= Dan Taylor (shot putter) =

American shot putter

Daniel Taylor (born May 12, 1982) is an American shot putter. He is currently sponsored by Nike. He is currently competing around the world in track and field.

==High school==
He attended Berkshire High School in Burton, Ohio, and was a letterman in football and track and field. In football, he garnered first team All-North East Ohio honors.

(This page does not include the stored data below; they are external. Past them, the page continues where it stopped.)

//! Per-faction AI interfaces and the threading that drives them.
//!
//! - [`signal_gate`] - single-slot tick rendezvous with counted wake-ups
//! - [`barrier`] - optional master/slave barrier bounding worker rounds
//! - [`worker`] - the background thread running one faction's ticks
//! - [`interface`] - the lock-guarded facade an AI brain runs behind
//! - [`context`] - queries and commands a brain uses during a tick
//! - [`brain`] / [`basic`] - the brain seam and a rule-based implementation

pub mod barrier;
pub mod basic;
pub mod brain;
pub mod context;
pub mod harvest_cache;
pub mod interface;
pub mod persist;
pub mod signal_gate;
pub mod worker;

pub use barrier::{MasterSlaveController, SlaveGuard};
pub use basic::{BasicAi, BasicAiSettings};
pub use brain::{AiBrain, FnBrain, IdleBrain};
pub use context::{AiContext, AiOrder, CommandSpec, OrderTarget, SightedEnemy, UnitRef};
pub use harvest_cache::HarvestCache;
pub use interface::{AiInterface, GameContext};
pub use persist::{AiInterfaceRecord, HarvestCacheRecord};
pub use signal_gate::{SignalGate, TickIndex};
pub use worker::{AiFailure, AiWorker, RunState};
//! Test fixtures and helpers.
//!
//! A small standard tech tree, pre-built skirmish worlds and the service
//! wiring an AI interface needs, for consistent testing.

use std::path::Path;
use std::sync::Arc;

use parking_lot::{Mutex, RwLock};
use skirmish_core::ai::GameContext;
use skirmish_core::commander::{Commander, LockstepCommander, NetworkCommand, SwitchTeamVote};
use skirmish_core::components::{Command, CommandResult, Field, UnitId};
use skirmish_core::config::{AiConfig, GameSettings};
use skirmish_core::console::{Console, MessageConsole};
use skirmish_core::factions::ControlType;
use skirmish_core::map::Map;
use skirmish_core::math::GridPos;
use skirmish_core::tech::{
    CommandClass, CommandType, CommandTypeId, Requirements, ResourceType, ResourceTypeId,
    TechTree, UnitType, UnitTypeId, UpgradeTypeId,
};
use skirmish_core::world::World;

/// Gold resource.
pub const GOLD: ResourceTypeId = 0;
/// Wood resource.
pub const WOOD: ResourceTypeId = 1;

/// Harvesting worker.
pub const WORKER: UnitTypeId = 0;
/// Fighter.
pub const SOLDIER: UnitTypeId = 1;
/// Producer building.
pub const CASTLE: UnitTypeId = 2;
/// Hidden cell-map unit.
pub const WALL: UnitTypeId = 3;
/// Unit with nothing but a move command.
pub const SCOUT: UnitTypeId = 4;

/// Worker stop.
pub const WORKER_STOP: CommandTypeId = 1;
/// Worker move.
pub const WORKER_MOVE: CommandTypeId = 2;
/// Worker attack.
pub const WORKER_ATTACK: CommandTypeId = 3;
/// Worker harvest (gold and wood).
pub const WORKER_HARVEST: CommandTypeId = 4;
/// Worker build.
pub const WORKER_BUILD: CommandTypeId = 5;
/// Soldier stop.
pub const SOLDIER_STOP: CommandTypeId = 10;
/// Soldier move.
pub const SOLDIER_MOVE: CommandTypeId = 11;
/// Soldier attack.
pub const SOLDIER_ATTACK: CommandTypeId = 12;
/// Castle produces a worker.
pub const CASTLE_PRODUCE_WORKER: CommandTypeId = 20;
/// Castle produces a soldier.
pub const CASTLE_PRODUCE_SOLDIER: CommandTypeId = 21;
/// Castle researches armor.
pub const CASTLE_RESEARCH_ARMOR: CommandTypeId = 22;
/// Scout move.
pub const SCOUT_MOVE: CommandTypeId = 30;

/// Armor upgrade.
pub const ARMOR: UpgradeTypeId = 0;

/// The standard tech tree used across tests.
#[must_use]
pub fn standard_tech() -> TechTree {
    TechTree {
        name: "skirmish".into(),
        resource_types: vec![
            ResourceType {
                id: GOLD,
                name: "gold".into(),
            },
            ResourceType {
                id: WOOD,
                name: "wood".into(),
            },
        ],
        unit_types: vec![
            UnitType {
                id: WORKER,
                name: "worker".into(),
                max_hp: 20,
                sight: 4,
                attack: 1,
                cost: vec![(GOLD, 50)],
                command_types: vec![
                    CommandType::new(WORKER_STOP, CommandClass::Stop, "stop"),
                    CommandType::new(WORKER_MOVE, CommandClass::Move, "move"),
                    CommandType::new(WORKER_ATTACK, CommandClass::Attack, "attack"),
                    CommandType::new(WORKER_HARVEST, CommandClass::Harvest, "harvest")
                        .harvesting(&[GOLD, WOOD]),
                    CommandType::new(WORKER_BUILD, CommandClass::Build, "build")
                        .producing(CASTLE),
                ],
                hidden: false,
                requirements: Requirements::default(),
            },
            UnitType {
                id: SOLDIER,
                name: "soldier".into(),
                max_hp: 40,
                sight: 5,
                attack: 4,
                cost: vec![(GOLD, 80)],
                command_types: vec![
                    CommandType::new(SOLDIER_STOP, CommandClass::Stop, "stop"),
                    CommandType::new(SOLDIER_MOVE, CommandClass::Move, "move"),
                    CommandType::new(SOLDIER_ATTACK, CommandClass::Attack, "attack"),
                ],
                hidden: false,
                requirements: Requirements {
                    units: vec![CASTLE],
                    upgrades: Vec::new(),
                },
            },
            UnitType {
                id: CASTLE,
                name: "castle".into(),
                max_hp: 200,
                sight: 6,
                attack: 0,
                cost: vec![(GOLD, 400), (WOOD, 200)],
                command_types: vec![
                    CommandType::new(CASTLE_PRODUCE_WORKER, CommandClass::Produce, "worker")
                        .producing(WORKER),
                    CommandType::new(CASTLE_PRODUCE_SOLDIER, CommandClass::Produce, "soldier")
                        .producing(SOLDIER),
                    CommandType::new(CASTLE_RESEARCH_ARMOR, CommandClass::Upgrade, "armor")
                        .researching(ARMOR),
                ],
                hidden: false,
                requirements: Requirements::default(),
            },
            UnitType {
                id: WALL,
                name: "wall".into(),
                max_hp: 100,
                sight: 0,
                attack: 0,
                cost: Vec::new(),
                command_types: Vec::new(),
                hidden: true,
                requirements: Requirements::default(),
            },
            UnitType {
                id: SCOUT,
                name: "scout".into(),
                max_hp: 10,
                sight: 8,
                attack: 0,
                cost: vec![(GOLD, 30)],
                command_types: vec![CommandType::new(SCOUT_MOVE, CommandClass::Move, "move")],
                hidden: false,
                requirements: Requirements::default(),
            },
        ],
    }
}

/// Builder for small hand-placed worlds.
pub struct WorldBuilder {
    world: World,
}

impl WorldBuilder {
    /// Empty `width` x `height` map with the standard tech tree.
    #[must_use]
    pub fn new(width: i32, height: i32) -> Self {
        Self {
            world: World::new(standard_tech(), Map::new(width, height)),
        }
    }

    /// Add a start location and a faction on `team` living there.
    #[must_use]
    pub fn faction(mut self, team: usize, control: ControlType, home: GridPos) -> Self {
        let start = self.world.map_mut().add_start_location(home);
        let index = self.world.faction_count();
        self.world
            .add_faction(team, format!("faction{index}"), control, start);
        self
    }

    /// Give a faction a stockpile.
    ///
    /// # Panics
    /// Panics if the faction does not exist.
    #[must_use]
    pub fn stock(mut self, faction: usize, resource: ResourceTypeId, amount: i64) -> Self {
        self.world
            .faction_mut(faction)
            .expect("faction exists")
            .add_resource(resource, amount);
        self
    }

    /// Place a deposit.
    #[must_use]
    pub fn deposit(mut self, pos: GridPos, resource: ResourceTypeId, amount: i64) -> Self {
        self.world.map_mut().place_resource(pos, resource, amount);
        self
    }

    /// Spawn a land unit.
    ///
    /// # Panics
    /// Panics if the unit can't be placed.
    #[must_use]
    pub fn unit(mut self, faction: usize, unit_type: UnitTypeId, pos: GridPos) -> Self {
        self.world
            .spawn_unit(faction, unit_type, pos, Field::Land)
            .expect("unit placement");
        self
    }

    /// Finish, with visibility computed.
    #[must_use]
    pub fn build(mut self) -> World {
        self.world.refresh_visibility();
        self.world
    }
}

/// A two to four faction skirmish on a 32x32 map.
///
/// Every faction is a local CPU on its own team, starts in a corner with a
/// castle, two workers, a soldier, 200 gold and a gold and wood deposit
/// nearby.
///
/// # Panics
/// Panics unless `factions` is between 2 and 4.
#[must_use]
pub fn skirmish_world(factions: usize) -> World {
    assert!((2..=4).contains(&factions), "2 to 4 factions");
    let corners = [
        (GridPos::new(4, 4), 1),
        (GridPos::new(27, 27), -1),
        (GridPos::new(27, 4), -1),
        (GridPos::new(4, 27), 1),
    ];
    let mut builder = WorldBuilder::new(32, 32);
    for (index, (home, dir)) in corners.iter().take(factions).enumerate() {
        let (home, dir) = (*home, *dir);
        builder = builder
            .faction(index, ControlType::Cpu, home)
            .stock(index, GOLD, 200)
            .deposit(home + GridPos::new(3 * dir, 0), GOLD, 500)
            .deposit(home + GridPos::new(0, 3 * dir), WOOD, 500)
            .unit(index, CASTLE, home)
            .unit(index, WORKER, home + GridPos::new(dir, dir))
            .unit(index, WORKER, home + GridPos::new(-dir, dir))
            .unit(index, SOLDIER, home + GridPos::new(dir, -dir));
    }
    builder.build()
}

/// Config running AI ticks inline with logging off.
#[must_use]
pub fn inline_config() -> AiConfig {
    AiConfig::default().with_worker_threads(false)
}

/// Config with worker threads, short timeouts and logging off.
#[must_use]
pub fn threaded_config() -> AiConfig {
    AiConfig {
        worker_threads: true,
        barrier_timeout_ms: 2_000,
        tick_timeout_ms: 2_000,
        shutdown_timeout_ms: 1_000,
        ..AiConfig::default()
    }
}

/// Config logging at `level` into `dir`.
#[must_use]
pub fn logging_config(dir: &Path, level: u8) -> AiConfig {
    AiConfig {
        log_level: level,
        log_dir: dir.to_path_buf(),
        ..inline_config()
    }
}

/// Commander that records everything instead of applying it.
#[derive(Default)]
pub struct RecordingCommander {
    commands: Mutex<Vec<NetworkCommand>>,
    votes: Mutex<Vec<SwitchTeamVote>>,
}

impl RecordingCommander {
    /// Commands received so far.
    #[must_use]
    pub fn commands(&self) -> Vec<NetworkCommand> {
        self.commands.lock().clone()
    }

    /// Votes received so far.
    #[must_use]
    pub fn votes(&self) -> Vec<SwitchTeamVote> {
        self.votes.lock().clone()
    }
}

impl Commander for RecordingCommander {
    fn try_give_command(
        &self,
        faction: usize,
        unit: UnitId,
        command: Command,
    ) -> (CommandResult, String) {
        self.commands.lock().push(NetworkCommand {
            faction,
            unit,
            command,
        });
        (CommandResult::Success, String::new())
    }

    fn try_switch_team_vote(&self, vote: SwitchTeamVote) {
        self.votes.lock().push(vote);
    }
}

/// Services for driving an AI interface directly in tests.
pub struct TestHarness {
    /// Shared world.
    pub world: Arc<RwLock<World>>,
    /// Console receiving redirected log lines.
    pub console: Arc<MessageConsole>,
    /// Commander the context routes CPU commands to.
    pub commander: Arc<dyn Commander>,
    /// Session settings.
    pub settings: Arc<GameSettings>,
}

impl TestHarness {
    /// Harness with a lockstep commander over `world`.
    #[must_use]
    pub fn new(world: World, settings: GameSettings) -> Self {
        let world = Arc::new(RwLock::new(world));
        let settings = Arc::new(settings);
        let commander = Arc::new(LockstepCommander::new(
            Arc::clone(&world),
            Arc::clone(&settings),
        ));
        Self {
            world,
            console: Arc::new(MessageConsole::default()),
            commander,
            settings,
        }
    }

    /// Harness whose commander is `commander`.
    #[must_use]
    pub fn with_commander(world: World, settings: GameSettings, commander: Arc<dyn Commander>) -> Self {
        Self {
            world: Arc::new(RwLock::new(world)),
            console: Arc::new(MessageConsole::default()),
            commander,
            settings: Arc::new(settings),
        }
    }

    /// Context for a new interface, without a barrier.
    #[must_use]
    pub fn context(&self) -> GameContext {
        GameContext {
            world: Arc::clone(&self.world),
            commander: Arc::clone(&self.commander),
            console: Arc::clone(&self.console) as Arc<dyn Console>,
            settings: Arc::clone(&self.settings),
            controller: None,
        }
    }
}
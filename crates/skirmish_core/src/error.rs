//! Error types for the skirmish core.

use std::path::PathBuf;

use thiserror::Error;

use crate::components::UnitId;

/// Result type alias using [`GameError`].
pub type Result<T> = std::result::Result<T, GameError>;

/// Top-level error type for simulation and AI interface errors.
///
/// Resolution failures against authoritative faction state (`UnitNotFound`,
/// `UnitTypeNotFound`, `CommandTypeUnsupported`, `Desync`) are fatal: they
/// mean the AI's view has diverged from the simulation, and no retry helps.
#[derive(Debug, Error)]
pub enum GameError {
    /// Unit index or id could not be resolved in the faction's unit list.
    #[error("Can not find AI unit {unit} in faction {faction}, game out of sync")]
    UnitNotFound {
        /// Faction the lookup ran against.
        faction: usize,
        /// Requested index or id, rendered for the message.
        unit: String,
    },

    /// A unit refers to a unit type the tech tree does not know.
    #[error("Can not find unit type for unit {unit} in faction {faction}, game out of sync")]
    UnitTypeNotFound {
        /// Faction the unit belongs to.
        faction: usize,
        /// Unit id.
        unit: UnitId,
    },

    /// The unit type has no command of the requested class.
    #[error("Unit {unit} in faction {faction} has no command of class {class}")]
    CommandTypeUnsupported {
        /// Faction the unit belongs to.
        faction: usize,
        /// Unit id.
        unit: UnitId,
        /// Requested command class.
        class: String,
    },

    /// The AI asked for a command type the authoritative unit type lacks.
    #[error("Desync in faction {faction}: {message}\nworld = {world_dump}")]
    Desync {
        /// Faction whose AI diverged.
        faction: usize,
        /// Description of the mismatch.
        message: String,
        /// World snapshot taken when the mismatch was detected.
        world_dump: String,
    },

    /// The per-faction AI log file could not be opened.
    #[error("Can't open AI log file: [{}]", path.display())]
    CannotOpenLog {
        /// Log file path.
        path: PathBuf,
        /// Underlying I/O error.
        #[source]
        source: std::io::Error,
    },

    /// `start()` was called on a worker that already left the idle state.
    #[error("AI worker for faction {0} is already running")]
    AlreadyRunning(usize),

    /// A worker waited too long for the master/slave barrier.
    #[error("Master/slave barrier timed out after {timeout_ms} ms (faction {faction})")]
    BarrierTimeout {
        /// Faction whose worker timed out.
        faction: usize,
        /// Timeout that was exceeded.
        timeout_ms: u64,
    },

    /// The master loop gave up waiting for AI ticks to complete.
    #[error("AI tick {tick} did not complete within {timeout_ms} ms (factions {factions:?})")]
    TickTimeout {
        /// Tick being waited on.
        tick: u64,
        /// Factions still busy.
        factions: Vec<usize>,
        /// Timeout that was exceeded.
        timeout_ms: u64,
    },

    /// An AI worker died; the session cannot continue with divergent state.
    #[error("AI for faction {faction} failed: {message}")]
    AiFatal {
        /// Faction whose AI failed.
        faction: usize,
        /// Failure description.
        message: String,
    },

    /// Invalid game state.
    #[error("Invalid game state: {0}")]
    InvalidState(String),

    /// Save state could not be written or read.
    #[error("Save state error: {0}")]
    SaveState(String),
}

He was much more successful in track and field. In his sophomore year of high school he won the Division III state discus title with a throw of 167' 4". Taylor also holds the OHSAA Division III state discus record at 200' 11".

Taylor's best finish in the shot put in the state championship was 2nd in 1999, during this year Berkshire High School was a Division III school.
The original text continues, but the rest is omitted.